ОКО ПЛАНЕТЫ > Статьи о политике > “Большое Ближневосточное Сомали”

“Большое Ближневосточное Сомали”


3-06-2012, 17:23. Разместил: virginiya100

К весне 2012года мы стали свидетелями новых процессов, происходящих в ряде стран Ближнего Востока, где американцы форсируют процессы «демократизации».
3 марта курды Сирии заявили, что они объявляют о провозглашении на территории страны «Западного Курдистана», столицей которого будет объявлен город Африн. Автономный район расположен на севере страны, близ границы с Турцией.
6 марта на региональном «Конгресса народов Киренаики» делегаты пришли к соглашению относительного будущего всего региона и сформировали Высший переходный совет Киренаики. Причиной созыва региональной общественности послужило понимание того, что центральное правительство погрязло в разборках внутри ПНС и не уделяет должного внимания ситуации в восточных провинциях. Встал вопрос и о нефти. Для Ливии этот «Конгресс» является следствием череды провозглашений автономии и присвоения в одностороннем порядке части полномочий центрального правительства, начавшийся вслед за Бенгази, регионами Барка и Бани-Валидом.
В начале апреля независимость Азавада провозгласили представители «Национального малийского движения освобождения». Заявление сделано от лица «свободных и смелых людей Азавада». В сообщении говорится о признании и уважении повстанцев к границам соседних стран, а также о готовности к участию в ООН. Сепаратисты призвали международное сообщество немедленно признать независимость Азавада. Северный регион Мали находится в руках туарегов с марта.
Еще раньше, осенью 2011 года, в результате кризиса, конституционного по своей природе, иракские регионы начали провозглашать свою автономность (как в рамках федерации, так и в рамках номинального унитаризма); первыми провозгласил автономию провинциальный совет Салахаддина, инициатива понравилась региональным элитам и начала повторяться в Басре, Дияле, Ниневии, Аль-Фалудже и других. Таким образом, это не чисто ливийский эффект. В той или иной степени он характерен для всех «новых ближневосточных демократий.
Частью процесса становится Западная Сахара, географически несколько удаленная от основных событий. 27 февраля 1976 года Фронт Полисарио, ведущий партизанскую войну против марокканских войск при поддержке Алжира, провозгласил Западную Сахару независимым государством под названием Сахарская Арабская Демократическая Республика (САДР). САДР признали 50 государств мира. Республика является членом Африканского Союза (бывшая Организация африканского единства) с 1984 года. Власти САДР контролируют восточную часть Западной Сахары, именуемую как Свободная зона, которая простирается узкой полосой между возведённой Марокко системой оборонительных валов, именуемой властями САДР «Стеной позора», и восточной границей Западной Сахары. Квоты по нефти в регионе уже расписаны между нефтедобывающими компаниями (2 списка) и ждут урегулирования политической ситуации.

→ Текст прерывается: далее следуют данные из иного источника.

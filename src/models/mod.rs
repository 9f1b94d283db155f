use chrono::NaiveDateTime;
use serde::{Deserialize, Serialize};
use std::fmt;
use std::str::FromStr;
use std::time::Duration;

use crate::error::BatchError;

// ── Data-types ────────────────────────────────────────────────────────────────

/// Static settings attached to each data-type.
#[derive(Debug, Clone, Copy, PartialEq, Eq)]
pub struct DataTypeSpec {
    /// CLI selector, also passed to the fetch script.
    pub code: &'static str,
    /// Output folder and filename prefix.
    pub folder: &'static str,
    /// Appended to the filename stem before the extension.
    pub suffix: &'static str,
    pub timeout: Duration,
    /// Pages that need a larger scrape window get a longer inter-item pause.
    pub wide_window: bool,
}

#[derive(Debug, Clone, Copy, PartialEq, Eq, Hash, Serialize, Deserialize)]
pub enum DataType {
    DividendPolicy,
    BasicInfo,
    StockDetail,
    BusinessPerformance,
    MonthlyRevenue,
    EquityDistribution,
    WeeklyTrading,
}

impl DataType {
    pub const ALL: [DataType; 7] = [
        DataType::DividendPolicy,
        DataType::BasicInfo,
        DataType::StockDetail,
        DataType::BusinessPerformance,
        DataType::MonthlyRevenue,
        DataType::EquityDistribution,
        DataType::WeeklyTrading,
    ];

    pub const fn spec(self) -> DataTypeSpec {
        match self {
            DataType::DividendPolicy => DataTypeSpec {
                code: "1",
                folder: "DividendDetail",
                suffix: "",
                timeout: Duration::from_secs(60),
                wide_window: false,
            },
            DataType::BasicInfo => DataTypeSpec {
                code: "2",
                folder: "BasicInfo",
                suffix: "",
                timeout: Duration::from_secs(45),
                wide_window: false,
            },
            DataType::StockDetail => DataTypeSpec {
                code: "3",
                folder: "StockDetail",
                suffix: "",
                timeout: Duration::from_secs(45),
                wide_window: false,
            },
            DataType::BusinessPerformance => DataTypeSpec {
                code: "4",
                folder: "StockBzPerformance",
                suffix: "",
                timeout: Duration::from_secs(60),
                wide_window: false,
            },
            DataType::MonthlyRevenue => DataTypeSpec {
                code: "5",
                folder: "ShowSaleMonChart",
                suffix: "",
                timeout: Duration::from_secs(60),
                wide_window: false,
            },
            DataType::EquityDistribution => DataTypeSpec {
                code: "6",
                folder: "EquityDistribution",
                suffix: "",
                timeout: Duration::from_secs(90),
                wide_window: true,
            },
            DataType::WeeklyTrading => DataTypeSpec {
                code: "7",
                folder: "ShowK_ChartFlow",
                suffix: "_PER",
                timeout: Duration::from_secs(120),
                wide_window: true,
            },
        }
    }

    /// Output key for one roster entry, e.g. `BasicInfo_2330_台積電.xls`.
    pub fn filename(self, entry: &RosterEntry) -> String {
        let spec = self.spec();
        format!("{}_{}_{}{}.xls", spec.folder, entry.code, entry.name, spec.suffix)
    }

    pub fn name(self) -> &'static str {
        match self {
            DataType::DividendPolicy => "DividendPolicy",
            DataType::BasicInfo => "BasicInfo",
            DataType::StockDetail => "StockDetail",
            DataType::BusinessPerformance => "BusinessPerformance",
            DataType::MonthlyRevenue => "MonthlyRevenue",
            DataType::EquityDistribution => "EquityDistribution",
            DataType::WeeklyTrading => "WeeklyTrading",
        }
    }
}

impl fmt::Display for DataType {
    fn fmt(&self, f: &mut fmt::Formatter<'_>) -> fmt::Result {
        write!(f, "{} ({})", self.name(), self.spec().code)
    }
}

impl FromStr for DataType {
    type Err = BatchError;

    /// Accepts the numeric selector or the variant name, case-insensitive.
    fn from_str(s: &str) -> Result<Self, Self::Err> {
        let s = s.trim();
        DataType::ALL
            .into_iter()
            .find(|dt| dt.spec().code == s || dt.name().eq_ignore_ascii_case(s))
            .ok_or_else(|| BatchError::UnknownDataType(s.to_string()))
    }
}

// ── Roster ────────────────────────────────────────────────────────────────────

#[derive(Debug, Clone, PartialEq, Eq)]
pub struct RosterEntry {
    pub code: String,
    pub name: String,
}

impl RosterEntry {
    pub fn new(code: impl Into<String>, name: impl Into<String>) -> Self {
        Self { code: code.into(), name: name.into() }
    }
}

// ── Timestamps ────────────────────────────────────────────────────────────────

pub const STAMP_FORMAT: &str = "%Y-%m-%d %H:%M:%S";
pub const NEVER: &str = "NEVER";
pub const NOT_PROCESSED: &str = "NOT_PROCESSED";

/// Accepted on read, tried in order. Writes always use `STAMP_FORMAT`.
const READ_FORMATS: &[&str] = &[
    STAMP_FORMAT,
    "%Y-%m-%d %H:%M:%S%.f",
    "%Y-%m-%dT%H:%M:%S",
    "%Y-%m-%dT%H:%M:%S%.f",
    "%Y/%m/%d %H:%M:%S",
    "%Y-%m-%d %H:%M",
];

/// A timestamp cell of the status table.
#[derive(Debug, Clone, PartialEq, Eq)]
pub enum Stamp {
    At(NaiveDateTime),
    Never,
    NotProcessed,
    /// Unparsable cell, written back untouched.
    Raw(String),
}

impl Stamp {
    pub fn parse(s: &str) -> Self {
        let s = s.trim();
        let folded = s.to_ascii_uppercase().replace(' ', "_");
        if folded == NEVER {
            return Stamp::Never;
        }
        if folded == NOT_PROCESSED {
            return Stamp::NotProcessed;
        }
        READ_FORMATS
            .iter()
            .find_map(|fmt| NaiveDateTime::parse_from_str(s, fmt).ok())
            .map(Stamp::At)
            .unwrap_or_else(|| Stamp::Raw(s.to_string()))
    }
}

impl fmt::Display for Stamp {
    fn fmt(&self, f: &mut fmt::Formatter<'_>) -> fmt::Result {
        match self {
            Stamp::At(t) => write!(f, "{}", t.format(STAMP_FORMAT)),
            Stamp::Never => f.write_str(NEVER),
            Stamp::NotProcessed => f.write_str(NOT_PROCESSED),
            Stamp::Raw(s) => f.write_str(s),
        }
    }
}

// ── Status record ─────────────────────────────────────────────────────────────

#[derive(Debug, Clone, PartialEq, Eq)]
pub struct StatusRecord {
    pub filename: String,
    /// Last success that actually (re)wrote the artifact.
    pub last_update_time: Stamp,
    /// Outcome of the most recent attempt.
    pub success: bool,
    /// Start of the most recent attempt.
    pub process_time: Stamp,
}

impl StatusRecord {
    pub fn untouched(filename: impl Into<String>) -> Self {
        Self {
            filename: filename.into(),
            last_update_time: Stamp::Never,
            success: false,
            process_time: Stamp::NotProcessed,
        }
    }
}

/// Lenient boolean used by the `success` column.
pub fn parse_flag(s: &str) -> Option<bool> {
    match s.trim().to_ascii_lowercase().as_str() {
        "true" | "1" | "yes" => Some(true),
        "false" | "0" | "no" => Some(false),
        _ => None,
    }
}

// ── Run outcome ───────────────────────────────────────────────────────────────

#[derive(Debug, Clone, Copy, PartialEq, Eq, Serialize)]
#[serde(rename_all = "SCREAMING_SNAKE_CASE")]
pub enum Strategy {
    InitialScan,
    ReprocessNeeded,
    UpToDate,
}

impl fmt::Display for Strategy {
    fn fmt(&self, f: &mut fmt::Formatter<'_>) -> fmt::Result {
        f.write_str(match self {
            Strategy::InitialScan => "initial scan",
            Strategy::ReprocessNeeded => "reprocess needed",
            Strategy::UpToDate => "up to date",
        })
    }
}

#[derive(Debug, Clone, Serialize)]
pub struct Summary {
    pub data_type: DataType,
    pub total_roster: usize,
    pub selected: usize,
    pub succeeded: usize,
    pub failed: usize,
    pub strategy: Strategy,
    pub checkpoint_failures: usize,
    pub interrupted: bool,
}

Инициаторы автономизма, как правило, рассматривают несколько ключевых полномочий, которые пытаются оставить за собой. Так, делегаты «Конгресса народов Киренаики» единодушно восприняли идею создать независимые от Триполи органы власти, которые займутся добычей и продажей нефти, организацией правопорядка и, если надо, отражения агрессии Триполи — если ПНС решит отобрать присвоенные «Конгрессом народов Киренаики» полномочия.

Новые регионы прямо не претендуют на суверенитет, поскольку план «Большого Ближнего Востока» не подразумевает массовое признание новых карликовых государств. Однако характер «автономий», претензия на исключительное право за региональными властями распоряжаться природными ресурсами и иметь собственные вооруженные силы, не вписывается ни в какие федеративные теории. Все эти инициативы заретушированы разговорами о развитии федерализма и демократии, хотя на самом деле мы сталкиваемся с абсолютно новой моделью — сомализацией — к которой классические понятия федерализма плохо применимы.

В самом деле, о каком федерализме может идти речь, если в январе 2012 года в Бани-Валиде произошло восстание против ПНС, чьи войска и администрация бежали их города. Повстанцы не сдали оружие, и потребовалось подписание договора о перемирии. Какой же это федерализм?

За всеми этими автономистскими и регионалистскими инициативами, проектами «городов-государств», захватами нефтеносных регионов уже можно проследить контуры нового типа государств для Ближнего Востока.

Это будут национальные государства с очень слабой исполнительной властью, не способной контролировать всю территорию страны, эффективно наладить социальную сферу, контролировать разрыв между богатыми и бедными. Большинство этих функций возьмут на себя местные племена, этносы и городские сообщества, прямо противостоящие столичным властям и использующие социальную сферу, доходы от продажи квот на разработку природных ресурсов и вооруженные силы для легитимации своего регионального правительства. Возможно, эти доходы будут усилены наркопроизводством.

Все затратные сферы региональные власти будут адресовать обратно федеральному правительству, но природными ресурсами будут распоряжаться сами. Местами это приведет к затяжной гражданской войне — открытой или латентной — поскольку смысл центрального правительства — в защите общенациональных интересов, защищать которые у него не будет ни средств, ни других управленческих возможностей до тех пор, пока не будут ликвидированы автономии (что само по себе является сложной задачей в ситуации правительственной слабости). Поддержка центрального правительства будет сильна только в бедных регионах, не претендующих на автономию. Там же будут создаваться лагеря по подготовки армии (армий?) для наведения конституционного порядка.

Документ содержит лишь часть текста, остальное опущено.